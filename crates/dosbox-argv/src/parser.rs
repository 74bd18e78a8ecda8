//! DOSBox argv parser.

use crate::args::DosboxArgs;
use crate::error::ArgvError;

/// Flags that take exactly one value.
const FLAGS_WITH_VALUES: &[&str] = &["-conf"];

/// Flags whose value is optional (`-c` may be given bare).
const FLAGS_WITH_OPTIONAL_VALUES: &[&str] = &["-c"];

/// Boolean switches.
const BOOLEAN_FLAGS: &[&str] = &["-noautoexec", "-noconsole", "-fullscreen", "-exit"];

fn is_flag(arg: &str) -> bool {
    arg.len() > 1 && arg.starts_with('-')
}

fn known_flags() -> impl Iterator<Item = &'static str> {
    FLAGS_WITH_VALUES
        .iter()
        .chain(FLAGS_WITH_OPTIONAL_VALUES)
        .chain(BOOLEAN_FLAGS)
        .copied()
}

/// Resolve a flag word to its canonical flag and any value attached to it.
///
/// Accepted spellings, in order:
/// - the exact flag (`-conf`)
/// - the exact flag with `=value` (`-conf=game.conf`)
/// - a unique prefix of one flag (`-noauto`)
/// - a two-character flag with its value glued on (`-cexit`)
///
/// A word matching more than one flag by the last two rules is ambiguous.
fn resolve_flag(arg: &str) -> Result<(&'static str, Option<String>), ArgvError> {
    if let Some(flag) = known_flags().find(|f| *f == arg) {
        return Ok((flag, None));
    }
    if let Some((name, value)) = arg.split_once('=') {
        if let Some(flag) = known_flags().find(|f| *f == name) {
            return Ok((flag, Some(value.to_string())));
        }
    }

    let mut matches: Vec<(&'static str, Option<String>)> = Vec::new();
    for flag in known_flags() {
        if flag.len() == 2 && arg.starts_with(flag) {
            matches.push((flag, Some(arg[flag.len()..].to_string())));
        } else if flag.starts_with(arg) {
            matches.push((flag, None));
        }
    }

    match matches.len() {
        0 => Err(ArgvError::UnknownFlag(arg.to_string())),
        1 => Ok(matches.remove(0)),
        _ => Err(ArgvError::AmbiguousFlag {
            arg: arg.to_string(),
            candidates: matches
                .iter()
                .map(|(f, _)| *f)
                .collect::<Vec<_>>()
                .join(", "),
        }),
    }
}

/// Parse a DOSBox argument list (not including the program name).
///
/// The list is taken as already split into words; no shell quoting is
/// interpreted here. Values may follow their flag as the next word or be
/// attached to it (`-conf=game.conf`, `-cexit`); flags may be abbreviated
/// to any unique prefix (`-noauto`).
pub fn parse_argv(argv: &[String]) -> Result<DosboxArgs, ArgvError> {
    let mut parsed = DosboxArgs::default();
    let mut i = 0;

    while i < argv.len() {
        let arg = &argv[i];

        if !is_flag(arg) {
            if parsed.file.is_some() {
                return Err(ArgvError::ExtraPositional(arg.clone()));
            }
            parsed.file = Some(arg.clone());
            i += 1;
            continue;
        }

        let (flag, inline) = resolve_flag(arg)?;

        if BOOLEAN_FLAGS.contains(&flag) {
            if inline.is_some() {
                return Err(ArgvError::UnexpectedValue(flag.to_string()));
            }
            match flag {
                "-noautoexec" => parsed.noautoexec = true,
                "-noconsole" => parsed.noconsole = true,
                "-fullscreen" => parsed.fullscreen = true,
                _ => parsed.exit = true,
            }
            i += 1;
            continue;
        }

        if FLAGS_WITH_VALUES.contains(&flag) {
            let value = match inline {
                Some(v) => {
                    i += 1;
                    v
                }
                None => match argv.get(i + 1) {
                    Some(next) if !is_flag(next) => {
                        i += 2;
                        next.clone()
                    }
                    _ => return Err(ArgvError::MissingValue(flag.to_string())),
                },
            };
            parsed.conf.push(value);
            continue;
        }

        if FLAGS_WITH_OPTIONAL_VALUES.contains(&flag) {
            let value = match inline {
                Some(v) => {
                    i += 1;
                    Some(v)
                }
                None => match argv.get(i + 1) {
                    Some(next) if !is_flag(next) => {
                        i += 2;
                        Some(next.clone())
                    }
                    _ => {
                        i += 1;
                        None
                    }
                },
            };
            // Blank commands carry nothing to run.
            if let Some(cmd) = value.filter(|v| !v.is_empty()) {
                parsed.commands.push(cmd);
            }
            continue;
        }

        return Err(ArgvError::UnknownFlag(arg.clone()));
    }

    Ok(parsed)
}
********
Required work | Word for word, reproduce the lines of the listing from the first one through the line containing "be given bare).", and no more.

Response area |
filename crates/dosbox-argv/src/parser.rs
repository 74bd18e78a8ecda8
//! DOSBox argv parser.

use crate::args::DosboxArgs;
use crate::error::ArgvError;

/// Flags that take exactly one value.
const FLAGS_WITH_VALUES: &[&str] = &["-conf"];

/// Flags whose value is optional (`-c` may be given bare).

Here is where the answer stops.